# The Moose of Algonquin Park



## TWI by Dustin Abbott (Nov 8, 2013)

Here's a little travel/Photography Adventure article that I wrote on the many moose (and opportunities to photography them) in Algonquin Provincial Park in Ontario, Canada. 

http://www.dustinabbott.net/2013/11/the-moose-of-algonquin-park/




Bull Moose Portrait by Thousand Word Images by Dustin Abbott, on Flickr


----------



## TWI by Dustin Abbott (Nov 8, 2013)

I'm sure there are a few other Canadians on here that have some good moose shots to share.


----------



## TWI by Dustin Abbott (Nov 9, 2013)

Here's another - I was about 15 feet away when taking this one.




The Moose of Algonquin Park by Thousand Word Images by Dustin Abbott, on Flickr


----------



## TWI by Dustin Abbott (Nov 9, 2013)

BTW - both of these shots are at ISO 12,800 - this generation of Canon FF cameras has great high ISO performance!!!


----------



## scottkinfw (Nov 9, 2013)

Very nice Dustin.


----------



## Click (Nov 9, 2013)

ISO 12,800? That's a good performance, not too much noise. Nice shots Dustin.


----------



## TWI by Dustin Abbott (Nov 9, 2013)

Click said:


> ISO 12,800? That's a good performance, not too much noise. Nice shots Dustin.



There is definitely noise visible at a pixel level, but I find that the 6D sensor produces really low color noise. There is noise, but it doesn't interfere with detail and the shadows stay clean.


----------



## Maximilian (Nov 9, 2013)

Hi Dustin! 

Two beautiful pictures of a surely impressing encounter. 

I like the second one more, because of the asymetrical position of the head and you can see the whole body.
I think the pictures also live from the color contrast brown moose <-> colorful leaves and grass. 

Well done.


----------



## Krob78 (Nov 9, 2013)

TWI by Dustin Abbott said:


> Here's another - I was about 15 feet away when taking this one.
> 
> 
> 
> ...



Wow, that's close! I like this one better, due to the composition... 

A friend and I saw one up very close one time too. He was driving, we were in Maine, USA and one stepped out into the road and we hit it!

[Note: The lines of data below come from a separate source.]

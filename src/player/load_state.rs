use tracing::debug;

use super::traits::ItemStatus;
use super::types::{LoadState, PlaybackState};
use crate::utils::errors::PlayerError;

/// Load lifecycle tracker: `Loading -> Ready | Failed`, plus the transient
/// stall-spinner flag fed by the player's buffer signals.
pub struct LoadStateMonitor {
    state: LoadState,
    spinner: bool,
}

impl LoadStateMonitor {
    pub fn new() -> Self {
        Self {
            state: LoadState::Loading,
            spinner: true,
        }
    }

    pub fn state(&self) -> &LoadState {
        &self.state
    }

    pub fn is_ready(&self) -> bool {
        self.state == LoadState::Ready
    }

    pub fn spinner_visible(&self) -> bool {
        self.spinner
    }

    /// Apply a status change from the external player.
    ///
    /// Returns the new state on a transition. `Ready` and `Failed` are
    /// terminal, so anything arriving after the first transition is dropped.
    /// An `Unknown` status is treated as a failure.
    pub fn on_status(&mut self, status: ItemStatus) -> Option<LoadState> {
        if self.state != LoadState::Loading {
            debug!(?status, "status change after load settled, ignoring");
            return None;
        }
        let next = match status {
            ItemStatus::ReadyToPlay => LoadState::Ready,
            ItemStatus::Failed(message) => LoadState::Failed(message),
            ItemStatus::Unknown => LoadState::Failed(PlayerError::StatusUnknown.to_string()),
        };
        self.spinner = false;
        self.state = next.clone();
        Some(next)
    }

    pub fn on_buffer_empty(&mut self) {
        self.spinner = true;
    }

    /// The keep-up signal only clears the spinner during active playback;
    /// while paused the player is not expected to keep up with anything.
    pub fn on_likely_to_keep_up(&mut self, playback: PlaybackState) {
        if playback == PlaybackState::Playing {
            self.spinner = false;
        }
    }
}

impl Default for LoadStateMonitor {
    fn default() -> Self {
        Self::new()
    }
}
use async_trait::async_trait;
use std::time::Duration;
use tokio::sync::mpsc;

use crate::utils::errors::PlayerResult;

/// Readiness of the media item inside the external player.
#[derive(Debug, Clone, PartialEq, Eq)]
pub enum ItemStatus {
    Unknown,
    ReadyToPlay,
    Failed(String),
}

/// A contiguous stretch of buffered media.
#[derive(Debug, Clone, Copy, PartialEq, Eq)]
pub struct TimeRange {
    pub start: Duration,
    pub duration: Duration,
}

impl TimeRange {
    pub fn new(start: Duration, duration: Duration) -> Self {
        Self { start, duration }
    }

    pub fn end(&self) -> Duration {
        self.start + self.duration
    }
}

/// Asynchronous notifications from the external player.
///
/// Backends may deliver these from any thread; the controller drains them on
/// its own task, so handlers never race command processing.
#[derive(Debug, Clone)]
pub enum PlayerEvent {
    /// Periodic position report, nominally once per second.
    Tick { position: Duration },
    /// The media item resolved its readiness.
    Status(ItemStatus),
    /// Updated set of buffered ranges, earliest first.
    BufferedRanges(Vec<TimeRange>),
    /// The playback buffer drained and rendering is about to stall.
    BufferEmpty,
    /// The player expects to keep up without stalling.
    LikelyToKeepUp,
    /// Playback reached the end of the media.
    PlayedToEnd,
}

/// Transport-level interface of the external media player.
///
/// The controller is the only component issuing these commands; everything
/// else observes state through [`super::types::ViewState`].
#[async_trait]
pub trait MediaPlayer: Send + Sync {
    async fn play(&self) -> PlayerResult<()>;
    async fn pause(&self) -> PlayerResult<()>;
    /// Seek to `position`. Resolves `true` once the pipeline lands on the
    /// target, `false` when a newer seek superseded this one.
    async fn seek(&self, position: Duration) -> PlayerResult<bool>;
    async fn position(&self) -> Option<Duration>;
    /// `None` until the media item has resolved.
    async fn duration(&self) -> Option<Duration>;
    async fn set_rate(&self, rate: f64) -> PlayerResult<()>;
    /// Register for player events. Dropping the receiver releases the
    /// registration.
    fn subscribe(&self) -> mpsc::UnboundedReceiver<PlayerEvent>;
}
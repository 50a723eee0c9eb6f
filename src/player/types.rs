use std::sync::Arc;
use std::time::Duration;

use super::property::Property;

#[derive(Debug, Clone, Copy, PartialEq, Eq, Default)]
pub enum PlaybackState {
    #[default]
    Paused,
    Playing,
}

/// Load lifecycle of the media item. `Ready` and `Failed` are terminal;
/// playing a new source means constructing a new controller.
#[derive(Debug, Clone, PartialEq, Eq, Default)]
pub enum LoadState {
    #[default]
    Loading,
    Ready,
    Failed(String),
}

/// Mutable playback bookkeeping, exclusively owned by the controller task.
/// Other components read it via [`crate::player::PlayerHandle::session`]
/// snapshots or the published [`ViewState`].
#[derive(Debug, Clone, PartialEq)]
pub struct PlaybackSession {
    /// Zero until the external player resolves the media item.
    pub duration: Duration,
    pub position: Duration,
    /// Contiguous seconds buffered from the first reported range.
    pub buffered: Duration,
    pub rate: f64,
    pub repeat_enabled: bool,
    /// Set while a seek is in flight; tick updates are dropped so the
    /// optimistic position is not overwritten by stale reports.
    pub is_seeking: bool,
}

impl Default for PlaybackSession {
    fn default() -> Self {
        Self {
            duration: Duration::ZERO,
            position: Duration::ZERO,
            buffered: Duration::ZERO,
            rate: 1.0,
            repeat_enabled: false,
            is_seeking: false,
        }
    }
}

/// Observable surface read by the UI layer.
pub struct ViewState {
    pub playback_state: Property<PlaybackState>,
    pub load_state: Property<LoadState>,
    /// Playback progress fraction in `0.0..=1.0`.
    pub progress: Property<f64>,
    /// Buffer-fill fraction in `0.0..=1.0`.
    pub buffered: Property<f64>,
    /// `"MM:SS / MM:SS"` label text, hours prepended past one hour.
    pub time_text: Property<String>,
    pub show_controls: Property<bool>,
    /// Transient loading-spinner flag; independent of `load_state` once
    /// the item is ready.
    pub is_buffering: Property<bool>,
}

impl ViewState {
    pub(crate) fn new() -> Arc<Self> {
        Arc::new(Self {
            playback_state: Property::new(PlaybackState::Paused, "playback_state"),
            load_state: Property::new(LoadState::Loading, "load_state"),
            progress: Property::new(0.0, "progress"),
            buffered: Property::new(0.0, "buffered"),
            time_text: Property::new("00:00 / 00:00".to_string(), "time_text"),
            show_controls: Property::new(true, "show_controls"),
            is_buffering: Property::new(true, "is_buffering"),
        })
    }
}
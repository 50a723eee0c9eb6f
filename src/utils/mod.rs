pub mod errors;

pub use errors::{PlayerError, PlayerResult};
use anyhow::Result;
use std::sync::Arc;
use std::time::Duration;
use tokio::time::sleep;
use tracing::info;

use playhead::config::Config;
use playhead::player::{LoadState, PlayerController, SimPlayer};

/// Demo session against the simulated backend: resolve, play at 1.5x, skip
/// back, run to the end, then tear down. A second session shows the failure
/// path for a malformed source.
#[tokio::main]
async fn main() -> Result<()> {
    tracing_subscriber::fmt()
        .with_env_filter(
            tracing_subscriber::EnvFilter::try_from_default_env()
                .unwrap_or_else(|_| "playhead=debug".into()),
        )
        .init();

    let config = Config::load()?;

    info!("starting demo playback session");
    run_session(
        "https://videos.pexels.com/video-files/5207408/5207408-hd_1920_1080_25fps.mp4",
        &config,
    )
    .await?;

    info!("starting demo session with a malformed source");
    run_session("this is a wrong url", &config).await?;

    Ok(())
}

async fn run_session(source: &str, config: &Config) -> Result<()> {
    let player = Arc::new(SimPlayer::new(source, Duration::from_secs(12)));
    let (handle, controller) = PlayerController::new(player.clone(), config.playback.clone());
    let controller_task = tokio::spawn(controller.run());

    let view = handle.view_state();
    let mut load_changes = view.load_state.subscribe();
    let mut time_changes = view.time_text.subscribe();
    let watcher = tokio::spawn(async move {
        loop {
            tokio::select! {
                Some(state) = load_changes.wait_for_change() => info!(?state, "load state"),
                Some(text) = time_changes.wait_for_change() => info!(%text, "progress"),
                else => break,
            }
        }
    });

    player.resolve();
    sleep(Duration::from_millis(20)).await;

    if handle.view_state().load_state.get() != LoadState::Ready {
        info!("media failed to load, tearing the session down");
        handle.shutdown();
        let _ = controller_task.await;
        watcher.abort();
        return Ok(());
    }

    handle.play()?;
    handle.set_speed(1.5)?;
    for _ in 0..4 {
        player.advance(Duration::from_secs(1));
        sleep(Duration::from_millis(10)).await;
    }

    handle.skip_backward()?;
    sleep(Duration::from_millis(80)).await;

    while player.is_playing() {
        player.advance(Duration::from_secs(1));
        sleep(Duration::from_millis(10)).await;
    }
    sleep(Duration::from_millis(20)).await;

    info!(
        playback = ?handle.view_state().playback_state.get(),
        "session finished"
    );
    handle.shutdown();
    let _ = controller_task.await;
    watcher.abort();
    Ok(())
}
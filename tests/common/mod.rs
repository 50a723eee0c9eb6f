use std::sync::Arc;
use std::time::Duration;

use playhead::config::PlaybackConfig;
use playhead::player::{PlayerController, PlayerHandle, SimPlayer};

/// Let the controller task and any timer/seek tasks drain their queues.
/// Paused-clock tests stay deterministic because yielding never advances
/// the mock clock.
pub async fn settle() {
    for _ in 0..8 {
        tokio::task::yield_now().await;
    }
}

/// Spawn a controller over a resolved `SimPlayer` with instant seeks.
pub async fn ready_player(duration_secs: u64) -> (Arc<SimPlayer>, PlayerHandle) {
    ready_player_with_seek_settle(duration_secs, Duration::ZERO).await
}

/// Same, with a configurable seek settle delay for in-flight-seek tests.
pub async fn ready_player_with_seek_settle(
    duration_secs: u64,
    seek_settle: Duration,
) -> (Arc<SimPlayer>, PlayerHandle) {
    let player = Arc::new(
        SimPlayer::new(
            "https://example.com/sample.mp4",
            Duration::from_secs(duration_secs),
        )
        .with_seek_settle(seek_settle),
    );
    let (handle, controller) = PlayerController::new(player.clone(), PlaybackConfig::default());
    tokio::spawn(controller.run());
    player.resolve_ready();
    settle().await;
    (player, handle)
}

/// Spawn a controller over an unresolved `SimPlayer`.
pub async fn loading_player(duration_secs: u64) -> (Arc<SimPlayer>, PlayerHandle) {
    let player = Arc::new(SimPlayer::new(
        "https://example.com/sample.mp4",
        Duration::from_secs(duration_secs),
    ));
    let (handle, controller) = PlayerController::new(player.clone(), PlaybackConfig::default());
    tokio::spawn(controller.run());
    settle().await;
    (player, handle)
}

He was very uptight about it, stepped over the front of the car and walked out into the woods, seemingly not hurt very much at all. My friends car was no longer drive-able! It was one of those old Volkswagen, Station Wagons from the 70's... ???


----------



## Don Haines (Nov 9, 2013)

TWI by Dustin Abbott said:


> I'm sure there are a few other Canadians on here that have some good moose shots to share.


Cedar lake, northern end of Algonquin Park....


----------



## TWI by Dustin Abbott (Nov 9, 2013)

Krob78 said:


> TWI by Dustin Abbott said:
> 
> 
> > Here's another - I was about 15 feet away when taking this one.
> ...



I missed one by inches driving in New Brunswick (above/next to Maine) about five years ago. They are scary big in that kind of situation.


----------



## TWI by Dustin Abbott (Nov 9, 2013)

Don Haines said:


> TWI by Dustin Abbott said:
> 
> 
> > I'm sure there are a few other Canadians on here that have some good moose shots to share.
> ...



Cool. What time of year? It looks like his coat is transitional - kind of patchy.


----------